Exploring the Challenges in Japan’s Ambition to Become a Major Global Power


Japanese Prime Minister Fumio Kishida pledged on the first of January 2024 that his country will be at the forefront of countries that engage in managing international interactions and issues, stressing, in his speech on the occasion of the new year, that he will work for Japan to play a unique leadership role, through summit diplomacy, to resolve the challenges it faces, especially regarding the Russian war in Ukraine, and the conflict between Israel and Hamas.

On the other hand, official data, published on February 15, 2024, showed that the Japanese economy at the global level fell to fourth place, in favor of Germany, which came in third place, with India expected to succeed in surpassing both countries soon during the current decade.
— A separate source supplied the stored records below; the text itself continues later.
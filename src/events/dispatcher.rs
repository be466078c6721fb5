use anyhow::Result;
use async_trait::async_trait;
use std::sync::Arc;
use tracing::{debug, error, info, warn};

use super::{EventKind, EventPayload, Envelope};

/// One handler per event kind.
#[async_trait]
pub trait EventHandler: Send + Sync {
    fn name(&self) -> &'static str;

    /// Event kinds this handler accepts.
    fn kinds(&self) -> &'static [EventKind];

    fn supports(&self, event: &str) -> bool {
        EventKind::parse(event).is_some_and(|kind| self.kinds().contains(&kind))
    }

    async fn handle(&self, payload: EventPayload, index: usize) -> Result<()>;
}

/// Outcome of dispatching one envelope.
#[derive(Debug, Clone, Default, PartialEq, Eq)]
pub struct DispatchReport {
    pub event: String,
    pub trace_id: String,
    pub handled: usize,
    pub failed: usize,
    /// No handler was registered for the event.
    pub unhandled: bool,
}

/// Routes envelopes to the first registered handler supporting the event.
pub struct EventDispatcher {
    handlers: Vec<Arc<dyn EventHandler>>,
}

impl EventDispatcher {
    pub fn new(handlers: Vec<Arc<dyn EventHandler>>) -> Self {
        Self { handlers }
    }

    pub fn get_handler(&self, event: &str) -> Option<&Arc<dyn EventHandler>> {
        self.handlers.iter().find(|handler| handler.supports(event))
    }

    pub fn handler_names(&self) -> Vec<&'static str> {
        self.handlers.iter().map(|h| h.name()).collect()
    }

    /// Dispatch every payload item in order. Item failures are logged and
    /// counted; they never abort the remaining items.
    pub async fn dispatch(&self, envelope: Envelope) -> DispatchReport {
        let mut report = DispatchReport {
            event: envelope.event.clone(),
            trace_id: envelope.trace_id.clone(),
            ..Default::default()
        };

        let Some(handler) = self.get_handler(&envelope.event) else {
            warn!(
                event = %envelope.event,
                trace_id = %envelope.trace_id,
                "No handler registered for event, dropping"
            );
            report.unhandled = true;
            return report;
        };
        // A handler only supports names that parse.
        let Some(kind) = EventKind::parse(&envelope.event) else {
            report.unhandled = true;
            return report;
        };

        debug!(
            event = %envelope.event,
            handler = handler.name(),
            items = envelope.payload.len(),
            "Dispatching envelope"
        );

        for (index, item) in envelope.payload.into_iter().enumerate() {
            let payload = match EventPayload::decode(kind, item) {
                Ok(payload) => payload,
                Err(e) => {
                    error!(
                        event = %envelope.event,
                        trace_id = %envelope.trace_id,
                        index,
                        error = %e,
                        "Malformed payload item"
                    );
                    report.failed += 1;
                    continue;
                }
            };

            match handler.handle(payload, index).await {
                Ok(()) => report.handled += 1,
                Err(e) => {
                    error!(
                        event = %envelope.event,
                        trace_id = %envelope.trace_id,
                        handler = handler.name(),
                        index,
                        "Handler failed: {:#}",
                        e
                    );
                    report.failed += 1;
                }
            }
        }

        info!(
            event = %report.event,
            trace_id = %report.trace_id,
            handled = report.handled,
            failed = report.failed,
            "Envelope dispatched"
        );
        report
    }
}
Between a geostrategic rise on the world stage and a marked economic downturn, the challenge and difficulties facing Tokyo’s quest to become a major power in today’s multipolar world remain.

Multiple indicators:

The past few years, especially since Fumio Kishida assumed his duties as Prime Minister of Japan in October 2021, have witnessed many features and manifestations indicating the growing position of Tokyo on the international stage in various fields, and this can be illustrated as follows:

  1. Modification of Japan’s military doctrine: In December 2022, Japan released a new national security strategy, which included the largest revision of its defense policy and military doctrine since World War II, allowing it to increase its role in self-defense in cooperation with the United States, as well as increase its ability to deploy its military power beyond its borders. The strategy identified three main security challenges that Japan must develop its defense capabilities to counter: Chinese military modernization, nuclear and missile threats from North Korea, as well as the fallout from Russia’s war in Ukraine.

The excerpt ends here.